BUFFALO, N.Y. — India Cumming’s mother feels a sense of bittersweet relief.
“This is what I wanted so I was very emotional,” said Tawana Wyatt.
After nearly three years, the state attorney general is going to investigate her daughter’s death while in police custody at the Erie County Holding Center.
The last time she saw her daughter was in court.
“It just so happened she happened to look me in my eye and at that time I knew from her appearance alone that something was definitely wrong,” Wyatt said.
Cummings was 27 at the time of her death. She had been in custody in the downtown Buffalo facility for 16 days before she was transported to a hospital. There, she was declared brain dead. Cummings had been suffering from renal failure.
On Thursday, the attorney general’s office confirmed it would open an investigation into her death, something long called for by protesters and Cummings’ family alike.

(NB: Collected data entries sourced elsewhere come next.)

//! Pure operations over an ordered message sequence. Each returns a new
//! vector and leaves its input untouched.

use super::message::{ChatMessage, MessageId, MessagePatch};

pub fn add_message(messages: &[ChatMessage], message: ChatMessage) -> Vec<ChatMessage> {
    let mut next = Vec::with_capacity(messages.len() + 1);
    next.extend_from_slice(messages);
    next.push(message);
    next
}

/// No-op when `id` is absent.
pub fn update_message(
    messages: &[ChatMessage],
    id: &MessageId,
    patch: MessagePatch,
) -> Vec<ChatMessage> {
    let mut next = messages.to_vec();
    if let Some(message) = next.iter_mut().find(|message| &message.id == id) {
        patch.apply_to(message);
    }
    next
}

pub fn remove_message(messages: &[ChatMessage], id: &MessageId) -> Vec<ChatMessage> {
    messages
        .iter()
        .filter(|message| &message.id != id)
        .cloned()
        .collect()
}

pub fn find_message<'a>(
    messages: &'a [ChatMessage],
    id: &MessageId,
) -> Option<(usize, &'a ChatMessage)> {
    messages
        .iter()
        .enumerate()
        .find(|(_, message)| &message.id == id)
}

/// Keeps `messages[..index]`.
pub fn truncate_before(messages: &[ChatMessage], index: usize) -> Vec<ChatMessage> {
    messages[..index.min(messages.len())].to_vec()
}

#[cfg(test)]
mod tests {
    use super::*;
    use crate::message::{MessageMetadata, Role};

    fn message(id: &str, role: Role, content: &str) -> ChatMessage {
        ChatMessage::new(MessageId::from(id), role, content, 0)
    }

    fn conversation() -> Vec<ChatMessage> {
        vec![
            message("u0", Role::User, "hi"),
            message("a0", Role::Assistant, "hello"),
            message("u1", Role::User, "again"),
            message("a1", Role::Assistant, "sure"),
        ]
    }

    fn ids(messages: &[ChatMessage]) -> Vec<&str> {
        messages.iter().map(|message| message.id.as_str()).collect()
    }

    #[test]
    fn add_appends_without_touching_input() {
        let before = conversation();
        let after = add_message(&before, message("u2", Role::User, "more"));
        assert_eq!(before.len(), 4);
        assert_eq!(ids(&after), ["u0", "a0", "u1", "a1", "u2"]);
    }

    #[test]
    fn update_merges_only_set_fields() {
        let messages = vec![ChatMessage {
            reasoning: Some("thinking".to_string()),
            ..message("a0", Role::Assistant, "partial")
        }];
        let updated = update_message(
            &messages,
            &MessageId::from("a0"),
            MessagePatch::metadata(MessageMetadata::user_stopped()),
        );
        assert_eq!(updated[0].content, "partial");
        assert_eq!(updated[0].reasoning.as_deref(), Some("thinking"));
        assert!(updated[0].is_stopped());
        assert_eq!(messages[0].metadata, None);
    }

    #[test]
    fn update_of_missing_id_is_a_no_op() {
        let messages = conversation();
        let updated = update_message(&messages, &MessageId::from("zz"), MessagePatch::content("x"));
        assert_eq!(updated, messages);
    }

    #[test]
    fn remove_and_find() {
        let messages = remove_message(&conversation(), &MessageId::from("a0"));
        assert_eq!(ids(&messages), ["u0", "u1", "a1"]);

        let (index, found) = find_message(&messages, &MessageId::from("a1")).unwrap();
        assert_eq!(index, 2);
        assert_eq!(found.content, "sure");
        assert!(find_message(&messages, &MessageId::from("a0")).is_none());
    }

    #[test]
    fn truncate_drops_target_and_everything_after() {
        let messages = conversation();
        assert_eq!(ids(&truncate_before(&messages, 2)), ["u0", "a0"]);
        assert!(truncate_before(&messages, 0).is_empty());
        assert_eq!(truncate_before(&messages, 9).len(), 4);
    }
}
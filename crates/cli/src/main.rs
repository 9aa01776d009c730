mod app;
mod error;
mod repl;
mod settings;

use std::process::ExitCode;
use std::sync::Arc;

use tracing_subscriber::EnvFilter;

use app::{TerminalObserver, open_session};
use settings::SettingsStore;

const DEFAULT_LOG_FILTER: &str = "parley=info,parley_chat=info,parley_llm=info,parley_storage=info";

#[tokio::main]
async fn main() -> ExitCode {
    init_tracing();

    let settings = Arc::new(SettingsStore::load());
    let session = match open_session(settings, Arc::new(TerminalObserver::stdout())).await {
        Ok(session) => session,
        Err(error) => {
            tracing::error!(error = %error, "failed to start chat session");
            eprintln!("error: {error}");
            return ExitCode::FAILURE;
        }
    };

    match repl::run(session).await {
        Ok(()) => ExitCode::SUCCESS,
        Err(error) => {
            tracing::error!(error = %error, "chat session ended with an error");
            eprintln!("error: {error}");
            ExitCode::FAILURE
        }
    }
}

// Logs go to stderr so replies on stdout stay clean.
fn init_tracing() {
    let filter =
        EnvFilter::try_from_default_env().unwrap_or_else(|_| EnvFilter::new(DEFAULT_LOG_FILTER));
    tracing_subscriber::fmt()
        .with_env_filter(filter)
        .with_writer(std::io::stderr)
        .init();
}
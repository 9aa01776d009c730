//! Collaborators a strategy consults before and during a send.

use parley_llm::BoxFuture;

#[derive(Debug, Clone, PartialEq, Eq)]
pub struct ModelSelection {
    pub model: String,
    pub provider: String,
}

impl ModelSelection {
    pub fn new(model: impl Into<String>, provider: impl Into<String>) -> Self {
        Self {
            model: model.into(),
            provider: provider.into(),
        }
    }
}

/// Usage policy lives elsewhere; strategies only see its answers.
pub trait CapabilityGate: Send + Sync {
    fn selected_model(&self) -> Option<ModelSelection>;
    fn can_send_message(&self) -> bool;
}

pub trait CredentialResolver: Send + Sync {
    fn resolve_api_key(&self, provider: String) -> BoxFuture<'_, Option<String>>;
}

pub trait PersonaResolver: Send + Sync {
    fn resolve_prompt(&self, persona_id: String) -> BoxFuture<'_, Option<String>>;
}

“I’m seeking justice for what happened,” Wyatt said. “It’s more than just a lawsuit. I’m seeking change.”
A report from the New York State Commission of Corrections released earlier this year designated Cummings’ death as a homicide. The report also said the staff at the holding center was slow to respond to her medical needs.
As recently as September 7, Attorney General Barbara Underwood said her office did not have standing jurisdiction to take cases that aren’t covered by Executive Order 147, which specifically applies to law enforcement officers. The office reviewed “key materials and evidence” and determined jurisdiction exists.

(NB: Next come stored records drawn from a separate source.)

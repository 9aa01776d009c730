use std::collections::HashMap;

use serde::{Deserialize, Serialize};

use super::ids::{ConversationId, MessageId};

/// Title used when a conversation has no user text to derive one from.
pub const DEFAULT_CONVERSATION_TITLE: &str = "New Conversation";

const TITLE_MAX_CHARS: usize = 60;

/// Storage-local message role, decoupled from the chat-layer role enum.
#[derive(Debug, Clone, Copy, PartialEq, Eq, Hash, Serialize, Deserialize)]
#[serde(rename_all = "lowercase")]
pub enum MessageRole {
    System,
    User,
    Assistant,
    Context,
}

impl MessageRole {
    pub fn as_str(self) -> &'static str {
        match self {
            Self::System => "system",
            Self::User => "user",
            Self::Assistant => "assistant",
            Self::Context => "context",
        }
    }

    pub fn parse(raw: &str) -> Option<Self> {
        match raw {
            "system" => Some(Self::System),
            "user" => Some(Self::User),
            "assistant" => Some(Self::Assistant),
            "context" => Some(Self::Context),
            _ => None,
        }
    }
}

#[derive(Debug, Clone, Copy, PartialEq, Eq, Hash, Serialize, Deserialize)]
#[serde(rename_all = "lowercase")]
pub enum AttachmentKind {
    Image,
    Pdf,
    Text,
    Audio,
    Video,
}

#[derive(Debug, Clone, PartialEq, Eq, Serialize, Deserialize)]
#[serde(rename_all = "camelCase")]
pub struct Attachment {
    #[serde(rename = "type")]
    pub kind: AttachmentKind,
    pub url: String,
    pub name: String,
    #[serde(default, skip_serializing_if = "Option::is_none")]
    pub size: Option<u64>,
    #[serde(default, skip_serializing_if = "Option::is_none")]
    pub mime_type: Option<String>,
    #[serde(default, skip_serializing_if = "Option::is_none")]
    pub content: Option<String>,
}

#[derive(Debug, Clone, PartialEq, Eq, Serialize, Deserialize)]
pub struct Citation {
    pub url: String,
    #[serde(default, skip_serializing_if = "Option::is_none")]
    pub title: Option<String>,
}

/// Generation status a backend keeps on assistant documents.
#[derive(Debug, Clone, PartialEq, Eq, Hash, Serialize, Deserialize)]
#[serde(from = "String", into = "String")]
pub enum MessageStatus {
    Thinking,
    Searching,
    ReadingPdf,
    Streaming,
    Done,
    Error,
    Other(String),
}

impl MessageStatus {
    pub fn as_str(&self) -> &str {
        match self {
            Self::Thinking => "thinking",
            Self::Searching => "searching",
            Self::ReadingPdf => "reading_pdf",
            Self::Streaming => "streaming",
            Self::Done => "done",
            Self::Error => "error",
            Self::Other(raw) => raw,
        }
    }

    pub fn is_in_progress(&self) -> bool {
        matches!(
            self,
            Self::Thinking | Self::Searching | Self::ReadingPdf | Self::Streaming
        )
    }
}

impl From<String> for MessageStatus {
    fn from(raw: String) -> Self {
        match raw.as_str() {
            "thinking" => Self::Thinking,
            "searching" => Self::Searching,
            "reading_pdf" => Self::ReadingPdf,
            "streaming" => Self::Streaming,
            "done" => Self::Done,
            "error" => Self::Error,
            _ => Self::Other(raw),
        }
    }
}

impl From<MessageStatus> for String {
    fn from(status: MessageStatus) -> Self {
        status.as_str().to_string()
    }
}

/// A message document as the durable backend returns it.
#[derive(Debug, Clone, PartialEq, Serialize, Deserialize)]
#[serde(rename_all = "camelCase")]
pub struct DurableMessage {
    #[serde(rename = "_id")]
    pub id: MessageId,
    #[serde(rename = "_creationTime")]
    pub creation_time: f64,
    #[serde(default, skip_serializing_if = "Option::is_none")]
    pub conversation_id: Option<ConversationId>,
    pub role: MessageRole,
    #[serde(default)]
    pub content: String,
    #[serde(default, skip_serializing_if = "Option::is_none")]
    pub reasoning: Option<String>,
    #[serde(default, skip_serializing_if = "Option::is_none")]
    pub model: Option<String>,
    #[serde(default, skip_serializing_if = "Option::is_none")]
    pub provider: Option<String>,
    #[serde(default, skip_serializing_if = "Option::is_none")]
    pub parent_id: Option<MessageId>,
    #[serde(default, skip_serializing_if = "Option::is_none")]
    pub is_main_branch: Option<bool>,
    #[serde(default, skip_serializing_if = "Option::is_none")]
    pub status: Option<MessageStatus>,
    #[serde(default, skip_serializing_if = "Option::is_none")]
    pub attachments: Option<Vec<Attachment>>,
    #[serde(default, skip_serializing_if = "Option::is_none")]
    pub citations: Option<Vec<Citation>>,
    #[serde(default, skip_serializing_if = "Option::is_none")]
    pub metadata: Option<serde_json::Value>,
    #[serde(default, skip_serializing_if = "Option::is_none")]
    pub created_at: Option<i64>,
}

/// One message of a conversation batch, before the backend assigns ids.
#[derive(Debug, Clone, PartialEq, Serialize, Deserialize)]
#[serde(rename_all = "camelCase")]
pub struct NewDurableMessage {
    pub role: MessageRole,
    pub content: String,
    #[serde(default, skip_serializing_if = "Option::is_none")]
    pub reasoning: Option<String>,
    #[serde(default, skip_serializing_if = "Option::is_none")]
    pub model: Option<String>,
    #[serde(default, skip_serializing_if = "Option::is_none")]
    pub provider: Option<String>,
    #[serde(default, skip_serializing_if = "Vec::is_empty")]
    pub attachments: Vec<Attachment>,
    #[serde(default, skip_serializing_if = "Vec::is_empty")]
    pub citations: Vec<Citation>,
    #[serde(default, skip_serializing_if = "Option::is_none")]
    pub metadata: Option<serde_json::Value>,
    pub created_at: i64,
    /// Id the message had before it was stored; lets `parent_id` point at
    /// another message of the same batch.
    #[serde(default, skip_serializing_if = "Option::is_none")]
    pub client_id: Option<MessageId>,
    #[serde(default, skip_serializing_if = "Option::is_none")]
    pub parent_id: Option<MessageId>,
    #[serde(default, skip_serializing_if = "Option::is_none")]
    pub is_main_branch: Option<bool>,
}

impl NewDurableMessage {
    pub fn new(role: MessageRole, content: impl Into<String>, created_at: i64) -> Self {
        Self {
            role,
            content: content.into(),
            reasoning: None,
            model: None,
            provider: None,
            attachments: Vec::new(),
            citations: Vec::new(),
            metadata: None,
            created_at,
            client_id: None,
            parent_id: None,
            is_main_branch: None,
        }
    }

    /// The stored document once a backend has assigned ids.
    pub fn into_durable(
        self,
        id: MessageId,
        conversation_id: ConversationId,
        creation_time: f64,
    ) -> DurableMessage {
        DurableMessage {
            id,
            creation_time,
            conversation_id: Some(conversation_id),
            role: self.role,
            content: self.content,
            reasoning: self.reasoning,
            model: self.model,
            provider: self.provider,
            parent_id: self.parent_id,
            is_main_branch: Some(self.is_main_branch.unwrap_or(true)),
            status: Some(MessageStatus::Done),
            attachments: (!self.attachments.is_empty()).then_some(self.attachments),
            citations: (!self.citations.is_empty()).then_some(self.citations),
            metadata: self.metadata,
            created_at: Some(self.created_at),
        }
    }
}

/// Mints a backend id for every message of a batch and rewrites parent
/// links from client ids to the new ids. Parents outside the batch are
/// dropped.
pub fn assign_message_ids(
    messages: Vec<NewDurableMessage>,
) -> Vec<(MessageId, NewDurableMessage)> {
    let assigned = messages
        .into_iter()
        .map(|message| (MessageId::new_v7(), message))
        .collect::<Vec<_>>();
    let by_client_id = assigned
        .iter()
        .filter_map(|(id, message)| Some((message.client_id.clone()?, id.clone())))
        .collect::<HashMap<_, _>>();

    assigned
        .into_iter()
        .map(|(id, mut message)| {
            message.parent_id = message
                .parent_id
                .and_then(|parent_id| by_client_id.get(&parent_id).cloned());
            (id, message)
        })
        .collect()
}

/// A whole conversation submitted in one call.
#[derive(Debug, Clone, PartialEq, Serialize, Deserialize)]
#[serde(rename_all = "camelCase")]
pub struct ConversationBatch {
    pub user_id: String,
    pub title: String,
    pub messages: Vec<NewDurableMessage>,
}

impl ConversationBatch {
    pub fn new(user_id: impl Into<String>, messages: Vec<NewDurableMessage>) -> Self {
        let title = derive_title(&messages);
        Self {
            user_id: user_id.into(),
            title,
            messages,
        }
    }
}

#[derive(Debug, Clone, PartialEq, Eq)]
pub struct ConversationRecord {
    pub id: ConversationId,
    pub user_id: String,
    pub title: String,
    pub created_at: i64,
    pub updated_at: i64,
    pub message_count: u64,
}

/// First line of the first user message, clipped on a char boundary.
pub fn derive_title(messages: &[NewDurableMessage]) -> String {
    let Some(first_line) = messages
        .iter()
        .filter(|message| message.role == MessageRole::User)
        .find_map(|message| {
            message
                .content
                .lines()
                .map(str::trim)
                .find(|line| !line.is_empty())
        })
    else {
        return DEFAULT_CONVERSATION_TITLE.to_string();
    };

    if first_line.chars().count() <= TITLE_MAX_CHARS {
        return first_line.to_string();
    }
    let clipped = first_line.chars().take(TITLE_MAX_CHARS).collect::<String>();
    format!("{}…", clipped.trim_end())
}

Amy Spitalnick of the Attorney General's office released this statement:
“After reviewing key materials and evidence, the Attorney General’s Special Investigations and Prosecutions Unit has opened an investigation into the death of India Cummings, pursuant to the Attorney General’s authority under Executive Order No. 147. We’re committed to conducting an independent, comprehensive, and fair investigation.”
In order to open this investigation, the AG's office had to be granted a referral from the Commission of Correction under a law that broadens the scope beyond law enforcement officers.